Thank you for commenting. Your view isn't simplistic, it's absolutely true, until the people are too far gone. Then someone really needs to step in and get these people off the streets, they become a danger to themselves and others. Because they start out just in a rut and then they start to erode until they're too far gone, what they really need is to feel like things could get better but they don't see it so they don't believe it. If they get them off the streets things WILL get better for them, they just need a few wins under their belt so they believe things can get better. Joe Rogan has this bit that he says every few podcasts, he's said it so many times and I really love it, "If you wanna 'Make America Great Again' make less losers.

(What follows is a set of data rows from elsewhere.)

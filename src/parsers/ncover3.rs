/// Parser for NCover 3 XML coverage reports.
///
/// NCover 3 structure:
///   <coverage exportversion="3">
///     <documents>
///       <doc id="1" url="C:\src\Calc.cs" />
///     </documents>
///     <module ...>
///       <method ...>
///         <seqpnt doc="1" l="12" vc="3" ... />
///       </method>
///     </module>
///   </coverage>
///
/// `doc` id "0" and line 0 are placeholders NCover emits for code without
/// source information.
use std::collections::HashMap;
use std::path::Path;

use tracing::{debug, info};

use super::xml::XmlCursor;
use super::{hit_count, line_number, CoverageParser};
use crate::error::Result;
use crate::model::Coverage;
use crate::paths;

pub struct NCover3Parser;

impl CoverageParser for NCover3Parser {
    fn parse(&self, path: &Path, coverage: &mut Coverage) -> Result<()> {
        info!("Parsing the NCover3 report {}", paths::absolute(path).display());
        let mut cursor = XmlCursor::open(path)?;
        cursor.require_root_tag("coverage")?;
        cursor.require_attribute_equals("exportversion", 3)?;

        // doc id → canonical path; None when the path could not be resolved.
        let mut documents: HashMap<String, Option<String>> = HashMap::new();

        while let Some(tag) = cursor.next_tag()? {
            match tag.as_str() {
                "doc" => {
                    let id = cursor.require_attribute("id")?;
                    let url = cursor.require_attribute("url")?;
                    if id == "0" {
                        continue;
                    }
                    let canonical = match paths::canonical(url) {
                        Ok(p) => Some(p),
                        Err(e) => {
                            debug!(
                                "Skipping the import of NCover3 code coverage for the invalid file path: {} at line {}: {}",
                                url,
                                cursor.line(),
                                e
                            );
                            None
                        }
                    };
                    documents.insert(id.to_string(), canonical);
                }
                "seqpnt" => {
                    let doc = cursor.require_attribute("doc")?;
                    let line = cursor.require_int_attribute("l")?;
                    let vc = cursor.require_int_attribute("vc")?;

                    if let Some(Some(file)) = documents.get(doc) {
                        if let (Some(line), Some(hits)) = (line_number(line), hit_count(vc)) {
                            coverage.add_hits(file, line, hits);
                        }
                    }
                }
                _ => {}
            }
        }

        Ok(())
    }
}

#[cfg(test)]
mod tests {
    use std::path::PathBuf;

    use super::*;
    use crate::error::ReportError;

    fn fixture(name: &str) -> PathBuf {
        Path::new(env!("CARGO_MANIFEST_DIR"))
            .join("tests/fixtures/ncover3")
            .join(name)
    }

    #[test]
    fn test_parse_ncover3() {
        let mut coverage = Coverage::new();
        NCover3Parser
            .parse(&fixture("valid.nccov"), &mut coverage)
            .unwrap();

        assert_eq!(
            coverage.files().collect::<Vec<_>>(),
            vec!["/projects/MyLibrary/Calc.cs", "/projects/MyLibraryTest/CalcTest.cs"]
        );

        let calc = coverage.hits("/projects/MyLibrary/Calc.cs").unwrap();
        assert_eq!(calc.len(), 5);
        assert_eq!(calc[&12], 1);
        assert_eq!(calc[&13], 0);
        // Two sequence points on line 17 with 1 and 3 visits.
        assert_eq!(calc[&17], 3);
        assert_eq!(calc[&18], 3);
        assert_eq!(calc[&22], 0);

        let test = coverage.hits("/projects/MyLibraryTest/CalcTest.cs").unwrap();
        assert_eq!(test.len(), 2);
        assert_eq!(test[&9], 1);
    }

    #[test]
    fn test_parse_ncover3_skips_placeholders() {
        let mut coverage = Coverage::new();
        NCover3Parser
            .parse(&fixture("valid.nccov"), &mut coverage)
            .unwrap();

        // doc id 0 and line 0 never reach the model.
        assert!(coverage.files().all(|f| !f.ends_with("Placeholder.cs")));
        assert!(coverage
            .hits("/projects/MyLibrary/Calc.cs")
            .unwrap()
            .get(&0)
            .is_none());
    }

    #[test]
    fn test_parse_ncover3_wrong_version() {
        let mut coverage = Coverage::new();
        let err = NCover3Parser
            .parse(&fixture("wrong_version.nccov"), &mut coverage)
            .unwrap_err();
        let msg = err.to_string();
        assert!(
            msg.contains("Expected \"3\" instead of \"2\" for the \"exportversion\" attribute"),
            "{msg}"
        );
        assert!(msg.contains("wrong_version.nccov"), "{msg}");
    }

    #[test]
    fn test_parse_ncover3_wrong_root() {
        let mut coverage = Coverage::new();
        let err = NCover3Parser
            .parse(&fixture("invalid_root.nccov"), &mut coverage)
            .unwrap_err();
        assert!(matches!(err, ReportError::Parse(_)));
        let msg = err.to_string();
        assert!(msg.contains("Missing root element <coverage>"), "{msg}");
        assert!(
            msg.contains(&paths::absolute(&fixture("invalid_root.nccov")).display().to_string()),
            "{msg}"
        );
    }

    #[test]
    fn test_parse_ncover3_non_numeric_visit_count() {
        let mut coverage = Coverage::new();
        let err = NCover3Parser
            .parse(&fixture("invalid_vc.nccov"), &mut coverage)
            .unwrap_err()
            .to_string();
        assert!(
            err.contains("Expected an integer instead of \"many\" for the attribute \"vc\""),
            "{err}"
        );
        assert!(err.contains("at line 6"), "{err}");
    }

    #[test]
    fn test_parse_ncover3_is_idempotent() {
        let mut first = Coverage::new();
        let mut second = Coverage::new();
        NCover3Parser.parse(&fixture("valid.nccov"), &mut first).unwrap();
        NCover3Parser.parse(&fixture("valid.nccov"), &mut second).unwrap();
        assert_eq!(first, second);
    }
}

How do you make less losers? Maybe take some of those billions your sending to other countries to fuel murder and put into these inner cities that have been terribly desolate and plagued by homelessness forever, like south side of Chicago, Baltimore, Memphis" give these people growing up in these terrible places a better chance, maybe there will be less gangs, less violence, less losers. They created this problem, after all. Like you said, closing those mental institutions for the sake of progress was the biggest psyop in history. Michael Shellenberger write an excellent book on this called San FranSicko: Why Progressives Ruin Cities, where he not only told that story but offered solutions based on real time data and other countries that were really good on this issue.